Zelaya claimed he was “unjustly” detained at Toncontin International Airport in Tegucigalpa as he was trying to make his way to Mexico via a stopover in Houston, Texas. He is due at a conference in the country on Saturday.
Honduran law prevents people taking more than $10,000 in cash out of the country. The rule is designed to control money laundering and trafficking. The money must also be declared to the authorities.
“I don’t know the origin of that money. Obviously someone must have put it in my belongings,” the former president told Honduran media.
“I have traveled 400 times and I know that you cannot travel with that amount of money. It is necessary to investigate who put that money in my belongings.”
On Twitter, he explained why he had been detained: “The reason, a bag of money with $18,000, which is not mine. Now in the presence of the prosecutor.”

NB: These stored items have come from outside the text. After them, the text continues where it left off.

//! Lookup capability consumed by the autocomplete controller.
//!
//! The controller never awaits a lookup directly. Each dispatch hands the
//! data source a [`Responder`] tagged with a [`FetchTicket`]; the source
//! answers whenever it is ready (synchronously or from another thread) and the
//! answer travels back over a channel that the controller drains.
//!
//! # Usage
//!
//! ```rust,ignore
//! // Synchronous source: any `Fn(&str) -> anyhow::Result<Vec<String>>`
//! let source = |q: &str| -> anyhow::Result<Vec<String>> { Ok(filter(q)) };
//!
//! // Blocking source (HTTP etc.) answered from a worker thread
//! impl LoadData for MySource {
//!     fn load(&self, query: &str, responder: Responder) {
//!         spawn_blocking_lookup("my-source", query, responder, fetch);
//!     }
//! }
//! ```

use std::fmt::Display;
use std::thread;

use async_channel::{Receiver, Sender};
use tracing::{debug, warn};

use crate::error::AutocompleteError;

/// Identity of one dispatched fetch.
#[derive(Debug, Clone, PartialEq, Eq)]
pub struct FetchTicket {
    /// Monotonic dispatch counter; only the latest generation may apply.
    pub generation: u64,
    /// Query the fetch was dispatched for.
    pub query: String,
}

/// Outcome of a fetch, sent back to the controller.
#[derive(Debug)]
pub struct Settlement {
    pub ticket: FetchTicket,
    pub outcome: Result<Vec<String>, AutocompleteError>,
}

pub type SettlementSender = Sender<Settlement>;
pub type SettlementReceiver = Receiver<Settlement>;

/// Create the channel a controller uses to collect settlements.
pub fn settlement_channel() -> (SettlementSender, SettlementReceiver) {
    async_channel::unbounded()
}

/// One-shot answer handle for a dispatched fetch.
///
/// Dropping a responder without answering settles the fetch as a failure, so
/// a faulty source cannot leave the loading indicator on forever.
pub struct Responder {
    ticket: Option<FetchTicket>,
    tx: SettlementSender,
}

impl Responder {
    pub fn new(ticket: FetchTicket, tx: SettlementSender) -> Self {
        Self {
            ticket: Some(ticket),
            tx,
        }
    }

    pub fn query(&self) -> &str {
        self.ticket.as_ref().map_or("", |t| t.query.as_str())
    }

    pub fn generation(&self) -> u64 {
        self.ticket.as_ref().map_or(0, |t| t.generation)
    }

    pub fn resolve(mut self, candidates: Vec<String>) {
        self.send(Ok(candidates));
    }

    pub fn reject(mut self, message: impl Display) {
        let query = self.query().to_string();
        self.send(Err(AutocompleteError::Lookup {
            query,
            message: message.to_string(),
        }));
    }

    pub fn settle(self, result: anyhow::Result<Vec<String>>) {
        match result {
            Ok(candidates) => self.resolve(candidates),
            Err(e) => self.reject(format!("{:#}", e)),
        }
    }

    fn send(&mut self, outcome: Result<Vec<String>, AutocompleteError>) {
        let Some(ticket) = self.ticket.take() else {
            return;
        };
        let generation = ticket.generation;
        if self.tx.try_send(Settlement { ticket, outcome }).is_err() {
            // Controller is gone; nobody is waiting for this answer
            debug!(generation, "Settlement receiver closed, dropping lookup result");
        }
    }
}

impl Drop for Responder {
    fn drop(&mut self) {
        if let Some(ticket) = &self.ticket {
            let query = ticket.query.clone();
            warn!(query = %query, generation = ticket.generation, "Lookup dropped without answer");
            self.send(Err(AutocompleteError::LookupDropped { query }));
        }
    }
}

impl std::fmt::Debug for Responder {
    fn fmt(&self, f: &mut std::fmt::Formatter<'_>) -> std::fmt::Result {
        f.debug_struct("Responder")
            .field("ticket", &self.ticket)
            .finish()
    }
}

/// The data-source abstraction: given the query text, eventually answer the
/// responder with an ordered list of candidates or a failure.
pub trait LoadData: Send + Sync {
    fn load(&self, query: &str, responder: Responder);
}

impl<F> LoadData for F
where
    F: Fn(&str) -> anyhow::Result<Vec<String>> + Send + Sync,
{
    fn load(&self, query: &str, responder: Responder) {
        responder.settle(self(query));
    }
}

/// Run a blocking lookup on a worker thread and settle `responder` from there.
pub fn spawn_blocking_lookup<F>(name: &str, query: &str, responder: Responder, lookup: F)
where
    F: FnOnce(String) -> anyhow::Result<Vec<String>> + Send + 'static,
{
    let query = query.to_string();
    let spawned = thread::Builder::new()
        .name(format!("lookup-{}", name))
        .spawn(move || responder.settle(lookup(query)));

    // On spawn failure the closure (and the responder in it) is dropped,
    // which settles the fetch as dropped.
    if let Err(e) = spawned {
        warn!(error = %e, source = name, "Failed to spawn lookup thread");
    }
}
//! Suggestion list item
//!
//! Renders one candidate with its matched spans emphasized and reports
//! activation to the owning controller. Items are built fresh per render and
//! hold no state of their own.

use crate::matching::{self, Span};

/// CSS-style class hooks for list items.
pub const ITEM_CLASS: &str = "autocomplete-item";
pub const ITEM_ACTIVE_CLASS: &str = "active";

/// Event emitted by an item when it is activated (click or equivalent).
#[derive(Debug, Clone, PartialEq, Eq)]
pub enum ItemEvent {
    Selected(String),
}

/// One rendered suggestion.
#[derive(Debug, Clone, PartialEq, Eq)]
pub struct SuggestionItem {
    /// Full candidate text, emitted on activation
    pub value: String,
    /// Highlighted text of the candidate
    pub spans: Vec<Span>,
    /// Whether this item is the keyboard cursor target
    pub selected: bool,
}

impl SuggestionItem {
    /// Highlight `value` against the current `query`.
    ///
    /// If highlighting fails the item shows the bare candidate text.
    pub fn new(value: &str, query: &str, selected: bool) -> Self {
        let mut spans = matching::highlight(value, query);
        if spans.is_empty() && !value.is_empty() {
            spans = vec![Span::plain(value)];
        }
        Self {
            value: value.to_string(),
            spans,
            selected,
        }
    }

    pub fn class_name(&self) -> String {
        if self.selected {
            format!("{} {}", ITEM_CLASS, ITEM_ACTIVE_CLASS)
        } else {
            ITEM_CLASS.to_string()
        }
    }

    /// Text content without emphasis.
    pub fn text(&self) -> String {
        self.spans.iter().map(|s| s.text.as_str()).collect()
    }

    pub fn activate(&self) -> ItemEvent {
        ItemEvent::Selected(self.value.clone())
    }
}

Yuri Mora, a spokesperson for the Honduras public prosecutor’s office, told Reuters that Zelaya had not been detained.
“What is happening is what the law says, which means documenting [what happened] and once that is complete and signed by former president Zelaya, where he states the money is not his, he can easily go,” Mora said.

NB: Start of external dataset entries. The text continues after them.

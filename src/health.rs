use serde::{Deserialize, Serialize};
use std::time::SystemTime;

use crate::metrics::ReplyMetrics;
use crate::orchestrator::ReplyService;

#[derive(Debug, Serialize, Deserialize)]
#[serde(rename_all = "camelCase")]
pub struct HealthStatus {
    pub status: String,
    pub service: String,
    pub timestamp: u64,
    pub version: String,
    pub uptime_seconds: u64,
    pub provider: ServiceStatus,
    pub tracked_clients: usize,
    pub max_calls_per_day: u32,
    pub metrics: ReplyMetrics,
}

#[derive(Debug, Serialize, Deserialize)]
pub struct ServiceStatus {
    pub status: String,
    pub error: Option<String>,
}

static START_TIME: std::sync::LazyLock<SystemTime> = std::sync::LazyLock::new(SystemTime::now);

pub struct HealthChecker {
    service: ReplyService,
}

impl HealthChecker {
    pub fn new(service: ReplyService) -> Self {
        // Touch the start time so uptime counts from construction.
        std::sync::LazyLock::force(&START_TIME);
        Self { service }
    }

    pub async fn check_health(&self) -> HealthStatus {
        let now = SystemTime::now();
        let uptime = now.duration_since(*START_TIME)
            .unwrap_or_default()
            .as_secs();

        let provider = self.check_provider();

        let overall_status = if provider.status == "configured" {
            "healthy"
        } else {
            "degraded" // Quota endpoints still work without a provider
        };

        HealthStatus {
            status: overall_status.to_string(),
            service: env!("CARGO_PKG_NAME").to_string(),
            timestamp: now.duration_since(SystemTime::UNIX_EPOCH)
                .unwrap_or_default()
                .as_millis() as u64,
            version: env!("CARGO_PKG_VERSION").to_string(),
            uptime_seconds: uptime,
            provider,
            tracked_clients: self.service.tracker().tracked_identifiers(),
            max_calls_per_day: self.service.tracker().policy().max_calls_per_day,
            metrics: self.service.metrics().snapshot().await,
        }
    }

    fn check_provider(&self) -> ServiceStatus {
        if self.service.is_provider_configured() {
            ServiceStatus {
                status: "configured".to_string(),
                error: None,
            }
        } else {
            ServiceStatus {
                status: "unconfigured".to_string(),
                error: Some("Provider URL or API key missing or unresolved".to_string()),
            }
        }
    }
}

#[cfg(test)]
mod tests {
    use super::*;
    use crate::client_id::ClientIdResolver;
    use crate::generation::{GeminiClient, ProviderSettings};
    use crate::usage_tracker::{QuotaPolicy, UsageTracker};
    use std::sync::Arc;

    fn checker(settings: ProviderSettings) -> HealthChecker {
        let service = ReplyService::new(
            ClientIdResolver::with_local_address(None),
            Arc::new(UsageTracker::new(QuotaPolicy::default())),
            Arc::new(GeminiClient::new(settings).unwrap()),
        );
        HealthChecker::new(service)
    }

    #[tokio::test]
    async fn test_unconfigured_provider_is_degraded() {
        let status = checker(ProviderSettings::new(None, None)).check_health().await;
        assert_eq!(status.status, "degraded");
        assert_eq!(status.provider.status, "unconfigured");
        assert_eq!(status.max_calls_per_day, 5);
        assert_eq!(status.tracked_clients, 0);
    }

    #[tokio::test]
    async fn test_configured_provider_is_healthy() {
        let settings = ProviderSettings::new(
            Some("https://example.test/generate".to_string()),
            Some("key".parse().unwrap()),
        );
        let status = checker(settings).check_health().await;
        assert_eq!(status.status, "healthy");
        assert!(status.provider.error.is_none());
    }

    #[test]
    fn test_health_status_serialization() {
        let status = HealthStatus {
            status: "healthy".to_string(),
            service: "replygate".to_string(),
            timestamp: 1234567890,
            version: "1.0.0".to_string(),
            uptime_seconds: 3600,
            provider: ServiceStatus {
                status: "configured".to_string(),
                error: None,
            },
            tracked_clients: 3,
            max_calls_per_day: 5,
            metrics: ReplyMetrics::default(),
        };

        let json = serde_json::to_string(&status).unwrap();
        assert!(json.contains("healthy"));
        assert!(json.contains("1234567890"));
        assert!(json.contains("uptimeSeconds"));
    }
}
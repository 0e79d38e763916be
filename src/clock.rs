//! Time source for quota accounting.
//!
//! The usage tracker never reads the system time directly so that day
//! rollover can be exercised without waiting for midnight.

use chrono::{Local, NaiveDate, NaiveDateTime};
use std::sync::Mutex;

/// Supplies the current calendar date and wall-clock time.
pub trait Clock: Send + Sync {
    fn today(&self) -> NaiveDate;
    fn now(&self) -> NaiveDateTime;
}

/// Local-time clock. Quotas reset at local midnight.
#[derive(Debug, Default, Clone, Copy)]
pub struct SystemClock;

impl Clock for SystemClock {
    fn today(&self) -> NaiveDate {
        Local::now().date_naive()
    }

    fn now(&self) -> NaiveDateTime {
        Local::now().naive_local()
    }
}

/// Clock that only moves when told to.
#[derive(Debug)]
pub struct ManualClock {
    now: Mutex<NaiveDateTime>,
}

impl ManualClock {
    pub fn new(now: NaiveDateTime) -> Self {
        Self {
            now: Mutex::new(now),
        }
    }

    /// Start at midnight of the given date.
    pub fn at_date(date: NaiveDate) -> Self {
        Self::new(date.and_time(chrono::NaiveTime::MIN))
    }

    pub fn set(&self, now: NaiveDateTime) {
        *self.now.lock().unwrap_or_else(|e| e.into_inner()) = now;
    }

    pub fn advance_days(&self, days: i64) {
        let mut now = self.now.lock().unwrap_or_else(|e| e.into_inner());
        *now += chrono::Duration::days(days);
    }
}

impl Clock for ManualClock {
    fn today(&self) -> NaiveDate {
        self.now().date()
    }

    fn now(&self) -> NaiveDateTime {
        *self.now.lock().unwrap_or_else(|e| e.into_inner())
    }
}

#[cfg(test)]
mod tests {
    use super::*;

    #[test]
    fn test_manual_clock_advances_by_days() {
        let start = NaiveDate::from_ymd_opt(2024, 3, 10).unwrap();
        let clock = ManualClock::at_date(start);
        assert_eq!(clock.today(), start);

        clock.advance_days(1);
        assert_eq!(clock.today(), NaiveDate::from_ymd_opt(2024, 3, 11).unwrap());
    }

    #[test]
    fn test_system_clock_today_matches_now() {
        let clock = SystemClock;
        let now = clock.now();
        let today = clock.today();
        // Allow the test to straddle midnight.
        assert!(now.date() == today || now.date().succ_opt() == Some(today));
    }
}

Zelaya, the son of a wealthy businessman, was president of Honduras from 2006 to 2009. Though initially elected as a liberal, he moved further to the left during his time in office and was close to the late Venezuelan president Hugo Chavez and former president of Cuba, Raúl Castro.
During his time in office, Zelaya said the country’s media failed to properly cover his presidency, saying: “No one publishes anything about me” and “[w]hat prevails here is censorship of my government by the mass media.”
But Zelaya himself was accused of censoring journalists and mandated ten two-hour government broadcasts on all TV and radio stations. The move was scaled back after strong criticism.
In 2009, Zelaya launched an attempt to amend the Honduran constitution. This was fiercely opposed amid accusations that he would use constitutional changes to extend his rule. He was removed from office in a military coup in June 2009 and forced into exile.
However, today Zelaya is still active in his country’s politics. He is leader of the leftwing Partido Libertad y Refundacion and his wife, Xiomara Castro de Zelaya, ran for president in 2013.